[What you will do] Only the lines from the opening of the material through the one containing "use async_trait::async_trait;" should be reproduced, each exactly as it stands.

[Supplied material]
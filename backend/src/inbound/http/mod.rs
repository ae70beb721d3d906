//! HTTP inbound adapter for the credential capability and the broker.

pub mod authenticate;
pub mod broker;
pub mod error;
pub mod health;
pub mod state;

pub use error::ApiResult;
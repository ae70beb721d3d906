//! Action routing for the broker.
//!
//! Each decoded [`Action`] maps onto exactly one [`Capability`]. The router
//! makes one call, keeps the downstream status and envelope, and turns any
//! transport failure into `BadGateway`.

use std::sync::Arc;

use async_trait::async_trait;
use serde_json::Value;
use tracing::{debug, warn};

use super::ports::{ActionDispatcher, Capability, CapabilityClient, CapabilityResponse};
use super::{Action, Error};

const DOWNSTREAM_UNAVAILABLE: &str = "downstream service unavailable";

/// `ActionDispatcher` backed by a capability client.
#[derive(Clone)]
pub struct ActionRouter {
    client: Arc<dyn CapabilityClient>,
}

impl ActionRouter {
    /// Create a router issuing calls through `client`.
    pub fn new(client: Arc<dyn CapabilityClient>) -> Self {
        Self { client }
    }
}

fn route(action: Action) -> Result<(Capability, Value), Error> {
    let (capability, payload) = match action {
        Action::Auth(auth) => (Capability::Authenticate, serde_json::to_value(auth)),
        Action::Log(log) => (Capability::WriteLog, serde_json::to_value(log)),
    };
    let payload =
        payload.map_err(|err| Error::internal(format!("failed to encode payload: {err}")))?;
    Ok((capability, payload))
}

#[async_trait]
impl ActionDispatcher for ActionRouter {
    async fn dispatch(&self, action: Action) -> Result<CapabilityResponse, Error> {
        let action_name = action.name();
        let (capability, payload) = route(action)?;
        match self.client.call(capability, &payload).await {
            Ok(response) => {
                debug!(
                    action = action_name,
                    %capability,
                    status = response.status,
                    "capability answered"
                );
                Ok(CapabilityResponse {
                    status: response.status,
                    body: response.body.normalized(),
                })
            }
            Err(err) => {
                warn!(action = action_name, %capability, error = %err, "capability call failed");
                Err(Error::bad_gateway(DOWNSTREAM_UNAVAILABLE))
            }
        }
    }
}
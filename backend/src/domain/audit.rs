//! Fire-and-forget audit dispatch.
//!
//! Audit writes run on a detached task with their own timeout. Nothing the
//! sink does can fail or delay the operation that produced the entry; failures
//! are logged at `warn` and dropped.

use std::sync::Arc;
use std::time::Duration;

use serde::{Deserialize, Serialize};
use tokio::task::JoinHandle;
use tracing::{debug, warn};

use super::TraceId;
use super::ports::{AuditSink, DiscardAuditSink};

/// Default budget for one audit write.
pub const DEFAULT_AUDIT_TIMEOUT: Duration = Duration::from_secs(2);

/// Entry accepted by the log capability.
#[derive(Debug, Clone, PartialEq, Eq, Serialize, Deserialize)]
pub struct LogEntry {
    pub name: String,
    pub data: String,
}

impl LogEntry {
    /// Build an entry from an action name and its subject.
    pub fn new(name: impl Into<String>, data: impl Into<String>) -> Self {
        Self {
            name: name.into(),
            data: data.into(),
        }
    }
}

/// Detaches audit writes from the request path.
#[derive(Clone)]
pub struct AuditDispatcher {
    sink: Arc<dyn AuditSink>,
    timeout: Duration,
}

impl AuditDispatcher {
    /// Dispatcher writing to `sink` with a per-write `timeout`.
    pub fn new(sink: Arc<dyn AuditSink>, timeout: Duration) -> Self {
        Self { sink, timeout }
    }

    /// Dispatcher that drops every entry.
    pub fn discarding() -> Self {
        Self::new(Arc::new(DiscardAuditSink), DEFAULT_AUDIT_TIMEOUT)
    }

    /// Spawn the write and return immediately.
    ///
    /// The handle exists for tests; production callers drop it.
    pub fn dispatch(&self, entry: LogEntry) -> JoinHandle<()> {
        let sink = Arc::clone(&self.sink);
        let timeout = self.timeout;
        let task = async move {
            match tokio::time::timeout(timeout, sink.write(&entry)).await {
                Ok(Ok(())) => debug!(entry = %entry.name, "audit entry written"),
                Ok(Err(error)) => warn!(entry = %entry.name, %error, "audit write failed"),
                Err(_) => warn!(
                    entry = %entry.name,
                    timeout_ms = timeout.as_millis(),
                    "audit write timed out"
                ),
            }
        };
        match TraceId::current() {
            Some(trace_id) => tokio::spawn(TraceId::scope(trace_id, task)),
            None => tokio::spawn(task),
        }
    }
}
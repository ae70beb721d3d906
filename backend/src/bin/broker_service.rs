//! Broker service entry-point: routes action envelopes to capabilities.
#![cfg_attr(not(any(test, doctest)), deny(clippy::unwrap_used))]
#![cfg_attr(not(any(test, doctest)), deny(clippy::expect_used))]

use std::io;

use actix_web::web;
use authbroker::inbound::http::health::HealthState;
use authbroker::server::{BrokerServerConfig, BrokerServiceSettings, create_broker_server};
use ortho_config::OrthoConfig;
use tracing::warn;
use tracing_subscriber::{EnvFilter, fmt};

#[actix_web::main]
async fn main() -> io::Result<()> {
    if let Err(e) = fmt()
        .with_env_filter(EnvFilter::from_default_env())
        .json()
        .try_init()
    {
        warn!(error = %e, "tracing init failed");
    }

    let settings = BrokerServiceSettings::load_from_iter(std::env::args_os())
        .map_err(|error| io::Error::other(format!("load settings: {error}")))?;
    let config = BrokerServerConfig::from_settings(&settings)?;

    let health_state = web::Data::new(HealthState::new());
    let bound = create_broker_server(health_state, config)?;
    bound.server.await
}
//! Helper macro for declaring port error enums with constructor functions.
//!
//! Each variant gets a snake-case constructor; struct-variant fields accept
//! `impl Into<T>` so call sites can pass `&str` for `String` fields.

macro_rules! define_port_error {
    (@ctor $variant:ident) => {
        ::paste::paste! {
            #[doc = "Construct the `" $variant "` variant."]
            pub fn [<$variant:snake>]() -> Self {
                Self::$variant
            }
        }
    };
    (@ctor $variant:ident { $($field:ident : $ty:ty),+ $(,)? }) => {
        ::paste::paste! {
            #[doc = "Construct the `" $variant "` variant."]
            pub fn [<$variant:snake>]($($field: impl Into<$ty>),+) -> Self {
                Self::$variant { $($field: $field.into()),+ }
            }
        }
    };
    (
        $(#[$outer:meta])*
        pub enum $name:ident {
            $(
                $(#[$variant_meta:meta])*
                $variant:ident $( { $($field:ident : $ty:ty),+ $(,)? } )? => $message:expr
            ),* $(,)?
        }
    ) => {
        $(#[$outer])*
        #[derive(Debug, Clone, PartialEq, Eq, thiserror::Error)]
        pub enum $name {
            $(
                $(#[$variant_meta])*
                #[error($message)]
                $variant $( { $($field : $ty),+ } )?,
            )*
        }

        impl $name {
            $(
                define_port_error!(@ctor $variant $( { $($field : $ty),+ } )?);
            )*
        }
    };
}

pub(crate) use define_port_error;
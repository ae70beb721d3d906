//! Diesel table definitions for the PostgreSQL schema.
//!
//! The table is owned and migrated outside this service. Keep these
//! definitions aligned with it; `diesel print-schema` regenerates them from a
//! live database.

diesel::table! {
    /// Registered accounts. Soft-deleted rows stay in place with
    /// `deleted_at` set and `active` cleared.
    users (id) {
        /// Surrogate identity (serial).
        id -> Int4,
        /// Unique, case-sensitive login email.
        email -> Varchar,
        /// PHC-encoded Argon2id hash.
        password_hash -> Varchar,
        first_name -> Nullable<Varchar>,
        last_name -> Nullable<Varchar>,
        active -> Bool,
        created_at -> Timestamptz,
        updated_at -> Timestamptz,
        deleted_at -> Nullable<Timestamptz>,
    }
}
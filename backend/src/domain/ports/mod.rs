//! Domain ports and supporting types for the hexagonal boundary.
//!
//! Driven ports (`CredentialStore`, `AuditSink`, `CapabilityClient`) describe
//! what the domain needs from infrastructure; driving ports (`LoginService`,
//! `ActionDispatcher`) are what inbound adapters call. Each driven port
//! exposes a typed error enum so adapters map their failures into predictable
//! variants.

mod macros;
pub(crate) use macros::define_port_error;

mod action_dispatcher;
mod audit_sink;
mod capability_client;
mod credential_store;
mod login_service;

#[cfg(test)]
pub use action_dispatcher::MockActionDispatcher;
pub use action_dispatcher::ActionDispatcher;
#[cfg(test)]
pub use audit_sink::MockAuditSink;
pub use audit_sink::{AuditSink, AuditSinkError, DiscardAuditSink};
#[cfg(test)]
pub use capability_client::MockCapabilityClient;
pub use capability_client::{
    Capability, CapabilityClient, CapabilityClientError, CapabilityResponse,
};
#[cfg(test)]
pub use credential_store::MockCredentialStore;
pub use credential_store::{CredentialStore, CredentialStoreError, InMemoryCredentialStore};
#[cfg(test)]
pub use login_service::MockLoginService;
pub use login_service::LoginService;
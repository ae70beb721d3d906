//! Request-scoped trace identifier for correlation across services.
//!
//! `TraceId` follows a request from the broker through every downstream
//! capability call. It lives in task-local storage so handlers, services, and
//! outbound adapters can read it without parameter threading.
//!
//! Tokio task-local variables are not inherited across spawned tasks. Use
//! [`TraceId::scope`] when detaching work (such as audit writes) so the active
//! identifier follows it.

use std::fmt;
use std::future::Future;
use std::str::FromStr;

use tokio::task_local;
use uuid::Uuid;

/// Header carrying the trace identifier on requests and responses.
pub const TRACE_ID_HEADER: &str = "trace-id";

task_local! {
    pub(crate) static TRACE_ID: TraceId;
}

/// Per-request trace identifier exposed via task-local storage.
///
/// # Examples
/// ```
/// use authbroker::TraceId;
///
/// # tokio::runtime::Runtime::new().unwrap().block_on(async {
/// let trace_id: TraceId = "00000000-0000-0000-0000-000000000000"
///     .parse()
///     .expect("valid UUID");
/// let observed = TraceId::scope(trace_id, async move { TraceId::current() }).await;
/// assert_eq!(observed, Some(trace_id));
/// # });
/// ```
#[derive(Debug, Clone, Copy, PartialEq, Eq)]
pub struct TraceId(Uuid);

impl TraceId {
    /// Generate a new random trace identifier.
    #[must_use]
    pub fn generate() -> Self {
        Self(Uuid::new_v4())
    }

    /// Accept an identifier supplied by an upstream caller, if it parses.
    pub fn from_header(raw: &str) -> Option<Self> {
        raw.trim().parse().ok()
    }

    /// Returns the current trace identifier if one is in scope.
    #[must_use]
    pub fn current() -> Option<Self> {
        TRACE_ID.try_with(|id| *id).ok()
    }

    /// Execute the provided future with the supplied trace identifier in scope.
    pub async fn scope<Fut>(trace_id: TraceId, fut: Fut) -> Fut::Output
    where
        Fut: Future,
    {
        TRACE_ID.scope(trace_id, fut).await
    }
}

impl fmt::Display for TraceId {
    fn fmt(&self, f: &mut fmt::Formatter<'_>) -> fmt::Result {
        write!(f, "{}", self.0)
    }
}

impl FromStr for TraceId {
    type Err = uuid::Error;

    fn from_str(s: &str) -> Result<Self, Self::Err> {
        Ok(Self(Uuid::parse_str(s)?))
    }
}

#[cfg(test)]
mod tests {
    //! Regression coverage for this module.
    use super::*;

    #[tokio::test]
    async fn current_reflects_scope() {
        let expected = TraceId::generate();
        let observed = TraceId::scope(expected, async move { TraceId::current() }).await;
        assert_eq!(observed, Some(expected));
    }

    #[tokio::test]
    async fn current_is_none_out_of_scope() {
        assert!(TraceId::current().is_none());
    }

    #[test]
    fn from_header_accepts_padded_uuid() {
        let parsed = TraceId::from_header(" 00000000-0000-0000-0000-000000000000 ");
        assert_eq!(parsed.map(|id| id.to_string()).as_deref(), Some("00000000-0000-0000-0000-000000000000"));
    }

    #[test]
    fn from_header_rejects_garbage() {
        assert!(TraceId::from_header("not-a-uuid").is_none());
    }
}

[Exercise output]
filename backend/src/inbound/http/mod.rs
repository ae70beb721d3d906
//! HTTP inbound adapter for the credential capability and the broker.

pub mod authenticate;
pub mod broker;
pub mod error;
pub mod health;
pub mod state;

pub use error::ApiResult;
repository ae70beb721d3d906
//! Action routing for the broker.
//!
//! Each decoded [`Action`] maps onto exactly one [`Capability`]. The router
//! makes one call, keeps the downstream status and envelope, and turns any
//! transport failure into `BadGateway`.

use std::sync::Arc;

use async_trait::async_trait;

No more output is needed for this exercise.